As part of the Enhanced Vaccine Surveillance System for Covid-19, the EPI-PHARE group has conducted a new pharmacoepidemiology study on the risk of developing myocarditis after injection of an mRNA vaccine from Pfizer Laboratories (Comirnaty) and from Moderna (Spikevax).

According to new data reported by ANSM on July 22, 2022, the risk of developing myocarditis increases but remains low after the first dose of mRNA vaccine and this risk decreases with lengthening of the time between doses.
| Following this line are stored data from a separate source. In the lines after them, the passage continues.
//! Similarity comparisons of terms, term sets and genes
//!
//! Pairwise measures implement [`Similarity`], set measures implement
//! [`SetSimilarity`]. Group comparisons build a score matrix of all term
//! pairs and fold it into one score with a [`SimilarityCombiner`].
//!
//! All normalized scores are in `[0.0, 1.0]`. Comparing terms of
//! different namespaces, or terms without a namespace, yields `0.0`.

use crate::matrix::Matrix;
use crate::set::GoSet;
use crate::GoTerm;

mod defaults;
mod overlap;
mod precomputed;
mod shared;

pub use defaults::{JiangConrath, Lin, PekarStaab, Relevance, Resnik};
pub use overlap::{Jaccard, SimDic, SimGic, SimUi, SimUic};
pub use precomputed::PrecomputedMatrix;
pub use shared::{AncestorMean, CoutoGraSm, ExclusivelyInherited, Mica, SharedInformation};

/// Comparison of two [`GoTerm`]s
pub trait Similarity {
    /// Calculates the raw similarity score of two terms
    fn calculate(&self, a: &GoTerm, b: &GoTerm) -> f32;

    /// Calculates the similarity, scaled into `[0.0, 1.0]`
    ///
    /// Identical terms always score `1.0`.
    fn calculate_normalized(&self, a: &GoTerm, b: &GoTerm) -> f32 {
        if a.id() == b.id() && a.namespace().is_some() {
            return 1.0;
        }
        self.calculate(a, b).clamp(0.0, 1.0)
    }
}

/// Comparison of two [`GoSet`]s as a whole
///
/// Unlike [`GroupSimilarity`], set measures work on the induced ancestor
/// sets directly, without a pairwise score matrix.
pub trait SetSimilarity {
    fn calculate(&self, a: &GoSet, b: &GoSet) -> f32;
}

pub(crate) fn usize_to_f32(n: usize) -> f32 {
    let small: u16 = n.try_into().expect("matrix dimension overflows u16");
    f32::from(small)
}

/// Folds a matrix of pairwise scores into a single score
pub trait SimilarityCombiner {
    /// The actual combination logic, `m` is guaranteed non-empty
    fn combine(&self, m: &Matrix<f32>) -> f32;

    /// Combines the matrix, empty matrices score `0.0`
    fn calculate(&self, m: &Matrix<f32>) -> f32 {
        if m.is_empty() {
            return 0.0;
        }
        self.combine(m)
    }

    /// The largest value of each row
    fn row_maxes(&self, m: &Matrix<f32>) -> Vec<f32> {
        m.rows()
            .map(|row| row.iter().fold(f32::MIN, |acc, value| acc.max(*value)))
            .collect()
    }

    /// The largest value of each column
    fn col_maxes(&self, m: &Matrix<f32>) -> Vec<f32> {
        m.cols()
            .map(|col| col.iter().fold(f32::MIN, |acc, value| acc.max(*value)))
            .collect()
    }

    /// The matrix dimensions as `f32`, for averaging
    fn dim_f32(&self, m: &Matrix<f32>) -> (f32, f32) {
        let (rows, cols) = m.dim();
        (usize_to_f32(rows), usize_to_f32(cols))
    }
}

/// The built-in ways of folding a pairwise score matrix
#[derive(Clone, Copy, Debug, Default)]
pub enum StandardCombiner {
    /// The mean of all pairwise scores
    AllPairsAverage,
    /// The single largest pairwise score
    AllPairsMax,
    /// The mean of the row maxima averaged with the mean of the column
    /// maxima, i.e. every term is matched with its best counterpart
    #[default]
    BestMatchAverage,
}

impl SimilarityCombiner for StandardCombiner {
    fn combine(&self, m: &Matrix<f32>) -> f32 {
        match self {
            StandardCombiner::AllPairsAverage => {
                let (rows, cols) = self.dim_f32(m);
                m.values().sum::<f32>() / (rows * cols)
            }
            StandardCombiner::AllPairsMax => {
                m.values().fold(f32::MIN, |acc, value| acc.max(*value))
            }
            StandardCombiner::BestMatchAverage => {
                let (rows, cols) = self.dim_f32(m);
                let row_mean = self.row_maxes(m).iter().sum::<f32>() / rows;
                let col_mean = self.col_maxes(m).iter().sum::<f32>() / cols;
                (row_mean + col_mean) / 2.0
            }
        }
    }
}

/// Compares two [`GoSet`]s through pairwise term similarities
///
/// Every term of one set is scored against every term of the other with
/// the normalized `similarity`, the resulting matrix is folded by the
/// `combiner`.
#[derive(Debug, Default)]
pub struct GroupSimilarity<S, C> {
    similarity: S,
    combiner: C,
}

impl<S: Similarity, C: SimilarityCombiner> GroupSimilarity<S, C> {
    pub fn new(similarity: S, combiner: C) -> Self {
        Self {
            similarity,
            combiner,
        }
    }

    /// Calculates the combined similarity of two term sets
    ///
    /// Ids without a term are dropped before the score matrix is built,
    /// so its dimensions always match the resolved terms.
    pub fn calculate(&self, a: &GoSet, b: &GoSet) -> f32 {
        let terms_a: Vec<GoTerm> = a.iter().collect();
        let terms_b: Vec<GoTerm> = b.iter().collect();
        let mut scores = Vec::with_capacity(terms_a.len() * terms_b.len());
        for term_a in &terms_a {
            for term_b in &terms_b {
                scores.push(self.similarity.calculate_normalized(term_a, term_b));
            }
        }
        let matrix = Matrix::new(&scores, terms_a.len(), terms_b.len());
        self.combiner.calculate(&matrix)
    }
}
This is what emerged from the new study conducted in particular by the National Agency for the Safety of Medicines (ANSM).

The risk of developing myocarditis is increased for the first booster dose (the third dose), although it is significantly lower than after the second dose, and will decrease with the lengthening of the interval between doses.

In most cases, the patient’s condition improves on its own or with the help of treatment. The risk of developing post-injection myocarditis generally remains ‘very rare’: less than 1 per 10,000 vaccinated. Young people are most at risk. anyways, “These pharmaco-epidemiological data do not question the benefit/risk ratio of the vaccines against Covid-19 Comirnaty and Moderna, whose efficacy against severe forms of Covid-19 is approximately 90%.”still refers to ANSM.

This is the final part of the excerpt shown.